Sonu Jain, Indian Express,October 14, 2006
NEW DELHI, OCTOBER 13: Yet another report confirms India’s losing battle against hunger. In the Global Hunger Index, India ranks 117th for the prevalence of underweight children. Only Bangladesh and Nepal are worse-off.
Overall, India is ranked 96th out of 119 countries covered by the index, which doesn’t paint a rosy picture per se. But India comes off far worse in its record for malnutrition in children, as measured by body weight.
The proportion of children found underweight in India, according to the latest figures is 47.5 per cent, which makes it worse than conflict-plagued, drought-stricken Sub-Saharan Africa, where the figure is some 30 per cent on average. India’s figure is also worse than that of individual Sub-Saharan countries.

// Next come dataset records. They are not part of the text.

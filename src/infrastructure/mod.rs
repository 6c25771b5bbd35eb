//! Infrastructure layer: vendor HTTP client, configuration, logging, the
//! SQLite pool/migrations, and the sqlx repository implementation.

pub mod catalog_repository;
pub mod config;
pub mod database_connection;
pub mod logging;
pub mod vendor_client;

pub use catalog_repository::SqliteCatalogRepository;
pub use config::{apply_env_overrides, AppConfig, ConfigManager};
pub use database_connection::{run_migrations, DatabaseConnection};
pub use logging::{init_logging, init_logging_with_config};
pub use vendor_client::VendorClient;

These findings are from a report released globally today by the Washington-based International Food Policy Institute (IFPRI).
The Global Hunger Index combines three indicators: child malnutrition, child mortality, and estimates of the proportion of people who are calorie-deficient.
The index has been calculated for 1981, 1992, 1997, and 2003. The latest round ranks 119 countries, of which 97 are deemed “developing” and 22 “in transition.”
Speaking to The Indian Express on phone from Washington, the report’s lead author Doris Wiesmann said the two major factors for India’s low ranking were that per capita food availability did not increase from 1997 onward, and that child malnutrition rates remained at very high levels, with more than 46 per cent of children under five years being underweight.
India is a different story from Sub-Saharan Africa. A higher proportion of the population (33 per cent) is calorie-deficient there than in India (21 per cent) or South Asia as a whole (22 per cent). The sub-text to India’s dismal showing is malnutrition in children under five.
“Mothers, who are usually children’s primary caretakers, and their education, nutritional knowledge, well-being and status in families and communities are particularly important in this respect,” said Wiesmann.
The results are a direct fallout of the low status of women in Indian society, several earlier studies have pointed out.
“In India, women eat the last and the least, increasing the chances of anaemia,” she explained. This practice partly explain why 83 percent of women in India suffer from iron deficiency anaemia, as opposed to about 40 percent in sub-Saharan Africa.
Not surprisingly, one-third of the babies born in India are born with low birth weight, compared to one-sixth in sub-Saharan Africa.
“It has been observed that the women who have a say in the family, allocate more resources to their children’s nutritional needs. Men have other priorities,” she said.
There have been other studies that have explained India’s presence as a hotspot despite its growing GDP.
Lisa Smith, a IFPRI research fellow, and Usha Ramakrishnan, Associate Professor at Emory University, identified three factors contributing to the nutritional status gap between South Asia and sub-Saharan Africa in a recent study.
The first, making by far the greatest contribution among the three, is women’s status, followed by sanitation and urbanization
The implication for policy is clear: in the interests of improving child nutrition, women’s status should be raised.
The study also concluded that in regions where women’s status is low, programmes to improve child nutritional status would have more lasting impact when combined with efforts to improve women’s status.
India has a large programme that aims to provide supplementary nutrition for children called the Integrated Child Development Services (ICDS).
Studies have shown that preventing child malnutrition in the most critical phase of child development between six months and two years is more effective than targeting children under the age of five once they have become malnourished.
By the time a child has developed signs of malnutrition, the damage may already be irreversible.